TWICE
写真はソウルミュージックアワード2020でのTWICE Photo:Chung Sung-Jun/gettyimages

日本の中高生たちに「好きなアイドルは誰か」と聞けば、もしかしたら日本より韓国のアイドル名を挙げる人のほうが多いかもしれない。かつて山口百恵、ピンク・レディー、松田聖子などが登場した1970~80年代のアイドル全盛期と今は何が違うのか。K-POPアイドルはなぜ日本の若者たちを熱狂させることができるのだろうか。(国際政治評論家・翻訳家 白川 司)

未完成こそが
アイドルの条件

「アイドル」とは何か?

 日本人アイドルにせよK-POPアイドルにせよ、アイドルを論じるに、まずアイドルとは何かという問題から解決する必要がある。

 英語ではidolとつづるが、英語のidolは「崇拝する対象」であって、日本語の「アイドル」とは似て非なるものだ。

 実際、そのあたりがわかっている海外ライターが、idolでなく、あえてidoruとつづることもある(例えば、SF作家のウィリアム・ギブソンが1996年に『IDORU』というタイトルの小説を出している)。

 私がアイドルに夢中になった1980年代、アイドルは多くの場合ソロ歌手でもあり、「アイドル歌手」とも呼ばれて、アイドルが同時に「歌手」になれる時代だった。

 歌手で最も大事なのは歌唱力であるはずだが、アイドル歌手には歌唱力は求められず、下手でよかった。いや、正確には、人を不快にする「悪い下手」でなく、思わず応援したくなるような「頃合いの下手」が求められていたと言ったほうが、当時の現実に近いかもしれない。

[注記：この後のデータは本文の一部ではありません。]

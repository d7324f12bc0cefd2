//! Unique slug generation
//!
//! Turns arbitrary source text into a URL-safe slug and makes it unique
//! against a caller-supplied existence check by appending a numeric counter
//! suffix on collision.

use regex::Regex;
use std::sync::LazyLock;

static DASH_COUNTER_RE: LazyLock<Regex> =
    LazyLock::new(|| Regex::new(r"-[0-9]+$").expect("valid counter suffix regex"));

#[derive(Debug, Clone)]
pub struct SlugOptions {
    /// Separator between words and before the counter suffix
    pub separator: String,
    /// Maximum length of the base text fed into slugification, not counting
    /// any counter suffix
    pub max_length: usize,
}

impl Default for SlugOptions {
    fn default() -> Self {
        Self {
            separator: "-".to_string(),
            max_length: 240,
        }
    }
}

/// Slugify text: lowercase, with runs of non-alphanumeric characters
/// collapsed to a single separator. No leading or trailing separator.
pub fn slugify(source: &str, separator: &str) -> String {
    let mut slug = String::with_capacity(source.len());
    let mut pending_separator = false;
    for c in source.chars() {
        if c.is_alphanumeric() {
            if pending_separator && !slug.is_empty() {
                slug.push_str(separator);
            }
            pending_separator = false;
            slug.extend(c.to_lowercase());
        } else {
            pending_separator = true;
        }
    }
    slug
}

/// Join source values with spaces, bound the length, and slugify
pub fn slug_from_sources(sources: &[&str], options: &SlugOptions) -> String {
    let joined = sources.join(" ");
    let bounded: String = joined.chars().take(options.max_length).collect();
    slugify(&bounded, &options.separator)
}

/// Make `desired` unique against `exists`.
///
/// Any existing counter suffix is stripped first, so re-saving "post-2"
/// probes "post" before appending a fresh counter. Collisions retry with
/// `base<sep>2`, `base<sep>3`, ...
pub fn unique_slug<F>(desired: &str, options: &SlugOptions, exists: F) -> String
where
    F: Fn(&str) -> bool,
{
    let base = strip_counter_suffix(desired.trim(), &options.separator);
    let mut candidate = base.clone();
    let mut counter = 1u32;

    while exists(&candidate) {
        counter += 1;
        candidate = format!("{}{}{}", base, options.separator, counter);
    }

    candidate
}

fn strip_counter_suffix(value: &str, separator: &str) -> String {
    if separator == "-" {
        return DASH_COUNTER_RE.replace(value, "").into_owned();
    }
    let pattern = format!("{}[0-9]+$", regex::escape(separator));
    match Regex::new(&pattern) {
        Ok(re) => re.replace(value, "").into_owned(),
        Err(_) => value.to_string(),
    }
}
use request_criteria::query::Conjunction;
use request_criteria::{
    CriteriaConfig, CriteriaError, Operator, QueryPlan, RequestCriteria, RequestParams,
    Searchable, SearchableFields,
};

fn declared_fields() -> SearchableFields {
    SearchableFields::new()
        .field("name")
        .field_with("email", Operator::Like)
}

fn criteria_for(pairs: &[(&str, &str)]) -> RequestCriteria {
    let params = RequestParams::from_pairs(pairs.iter().copied());
    RequestCriteria::from_request(&CriteriaConfig::default(), &params)
}

fn plan_for(pairs: &[(&str, &str)]) -> QueryPlan {
    let mut plan = QueryPlan::new();
    criteria_for(pairs)
        .apply(&mut plan, &declared_fields())
        .unwrap();
    plan
}

#[test]
fn test_no_search_leaves_predicates_untouched() {
    assert!(plan_for(&[]).predicates.is_empty());
    assert!(
        plan_for(&[("orderBy", "created_at"), ("filter", "id")])
            .predicates
            .is_empty()
    );
}

#[test]
fn test_empty_search_is_treated_as_absent() {
    assert!(plan_for(&[("search", "")]).predicates.is_empty());
}

#[test]
fn test_search_with_no_declared_fields_is_skipped() {
    let mut plan = QueryPlan::new();
    criteria_for(&[("search", "john"), ("searchFields", "name")])
        .apply(&mut plan, &SearchableFields::new())
        .unwrap();
    assert_eq!(plan, QueryPlan::new());
}

#[test]
fn test_scalar_search_matches_any_field_as_one_group() {
    let plan = plan_for(&[("search", "john")]);
    assert_eq!(plan.predicates.len(), 2);

    assert_eq!(plan.predicates[0].conjunction, Conjunction::And);
    assert_eq!(plan.predicates[0].field, "name");
    assert_eq!(plan.predicates[0].operator, Operator::Eq);
    assert_eq!(plan.predicates[0].value, "john");

    assert_eq!(plan.predicates[1].conjunction, Conjunction::Or);
    assert_eq!(plan.predicates[1].field, "email");
    assert_eq!(plan.predicates[1].operator, Operator::Like);
    assert_eq!(plan.predicates[1].value, "%john%");
}

#[test]
fn test_per_field_search_uses_each_fields_own_value() {
    let plan = plan_for(&[("search", "name:john;email:doe@x.com")]);
    assert_eq!(plan.predicates.len(), 2);
    assert_eq!(plan.predicates[0].value, "john");
    assert_eq!(plan.predicates[1].value, "%doe@x.com%");
}

#[test]
fn test_mixed_search_falls_back_for_uncovered_fields() {
    let plan = plan_for(&[("search", "john;email:doe@x.com")]);
    assert_eq!(plan.predicates.len(), 2);
    assert_eq!(plan.predicates[0].field, "name");
    assert_eq!(plan.predicates[0].value, "john");
    assert_eq!(plan.predicates[1].field, "email");
    assert_eq!(plan.predicates[1].value, "%doe@x.com%");
}

#[test]
fn test_search_fields_narrows_the_field_set() {
    let plan = plan_for(&[("search", "john"), ("searchFields", "email")]);
    assert_eq!(plan.predicates.len(), 1);
    assert_eq!(plan.predicates[0].conjunction, Conjunction::And);
    assert_eq!(plan.predicates[0].field, "email");
    assert_eq!(plan.predicates[0].operator, Operator::Like);
    assert_eq!(plan.predicates[0].value, "%john%");
}

#[test]
fn test_search_fields_operator_override() {
    let plan = plan_for(&[("search", "john"), ("searchFields", "email:=")]);
    assert_eq!(plan.predicates.len(), 1);
    assert_eq!(plan.predicates[0].operator, Operator::Eq);
    assert_eq!(plan.predicates[0].value, "john");
}

#[test]
fn test_search_fields_unaccepted_override_keeps_declared_operator() {
    let plan = plan_for(&[("search", "john"), ("searchFields", "email:>")]);
    assert_eq!(plan.predicates.len(), 1);
    assert_eq!(plan.predicates[0].operator, Operator::Like);
}

#[test]
fn test_unknown_search_fields_are_rejected() {
    let mut plan = QueryPlan::new();
    let result = criteria_for(&[("search", "john"), ("searchFields", "nonexistent")])
        .apply(&mut plan, &declared_fields());
    match result {
        Err(CriteriaError::InvalidFieldSelection { rejected }) => {
            assert_eq!(rejected, vec!["nonexistent".to_string()]);
        }
        other => panic!("expected InvalidFieldSelection, got {other:?}"),
    }
}

#[test]
fn test_order_by_defaults_to_ascending() {
    let plan = plan_for(&[("orderBy", "created_at")]);
    let order = plan.order_by.unwrap();
    assert_eq!(order.field, "created_at");
    assert_eq!(order.direction, "asc");
}

#[test]
fn test_sorted_by_is_passed_through_verbatim() {
    let plan = plan_for(&[("orderBy", "created_at"), ("sortedBy", "random")]);
    assert_eq!(plan.order_by.unwrap().direction, "random");
}

#[test]
fn test_sorted_by_without_order_by_does_nothing() {
    let plan = plan_for(&[("sortedBy", "desc")]);
    assert!(plan.order_by.is_none());
}

#[test]
fn test_filter_restricts_projection_in_order() {
    let plan = plan_for(&[("filter", "id;name")]);
    assert_eq!(
        plan.projection,
        Some(vec!["id".to_string(), "name".to_string()])
    );
}

#[test]
fn test_with_registers_eager_loads() {
    let plan = plan_for(&[("with", "author;comments")]);
    assert_eq!(
        plan.eager_load,
        vec!["author".to_string(), "comments".to_string()]
    );
}

#[test]
fn test_all_stages_compose() {
    let plan = plan_for(&[
        ("search", "john"),
        ("searchFields", "name"),
        ("orderBy", "created_at"),
        ("sortedBy", "desc"),
        ("filter", "id;name"),
        ("with", "author"),
    ]);
    assert_eq!(plan.predicates.len(), 1);
    assert_eq!(plan.predicates[0].field, "name");
    assert_eq!(plan.order_by.as_ref().unwrap().direction, "desc");
    assert_eq!(plan.projection.as_ref().unwrap().len(), 2);
    assert_eq!(plan.eager_load, vec!["author".to_string()]);
}

#[test]
fn test_apply_is_idempotent_across_fresh_builders() {
    let pairs = [
        ("search", "john;email:doe@x.com"),
        ("orderBy", "created_at"),
        ("filter", "id;name"),
        ("with", "author"),
    ];
    assert_eq!(plan_for(&pairs), plan_for(&pairs));
}

struct UserRepository;

impl Searchable for UserRepository {
    fn fields_searchable(&self) -> SearchableFields {
        declared_fields()
    }
}

#[test]
fn test_apply_for_uses_the_owners_declared_fields() {
    let mut plan = QueryPlan::new();
    criteria_for(&[("search", "john")])
        .apply_for(&mut plan, &UserRepository)
        .unwrap();
    assert_eq!(plan.predicates.len(), 2);
}

#[test]
fn test_renamed_parameters_are_honored() {
    let mut config = CriteriaConfig::default();
    config.params.search = "q".to_string();

    let params = RequestParams::from_pairs([("q", "john"), ("search", "ignored")]);
    let criteria = RequestCriteria::from_request(&config, &params);

    let mut plan = QueryPlan::new();
    criteria.apply(&mut plan, &declared_fields()).unwrap();
    assert_eq!(plan.predicates.len(), 2);
    assert_eq!(plan.predicates[0].value, "john");
}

 ファンにとって、アイドルは応援すべき対象である。アイドルは未完成であり、未熟であるので、成長途中のアイドルたちをファンは応援するのである。歌が下手だからこそ、ファンは「下手だけれども、一生懸命に歌うアイドル」を応援する。

 歌がうまいアイドルもいることにはいたが、それはそれで「一生懸命に歌う姿」を応援する。だが「難しい歌も歌いこなせる」なら、アイドルではなくプロ歌手になってしまうのである。

 アイドルには「美しい」と「かわいい」が求められる。だが、「かわいい」は不可欠である一方、「美しい」は必須ではない。